• _Problem description_: Would you print all of the entries word for word?

• _Data for review_:
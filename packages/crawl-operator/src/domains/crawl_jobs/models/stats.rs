use serde::{Deserialize, Serialize};

/// Page counters as the workers report them through the progress store.
#[derive(Debug, Clone, Copy, Default, PartialEq, Eq, Serialize, Deserialize)]
pub struct CrawlStats {
    pub found: u64,
    pub done: u64,
    pub size: Option<u64>,
}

• _Written response_:
filename packages/crawl-operator/src/domains/crawl_jobs/models/stats.rs
use serde::{Deserialize, Serialize};

/// Page counters as the workers report them through the progress store.
#[derive(Debug, Clone, Copy, Default, PartialEq, Eq, Serialize, Deserialize)]
pub struct CrawlStats {
    pub found: u64,
    pub done: u64,
    pub size: Option<u64>,
}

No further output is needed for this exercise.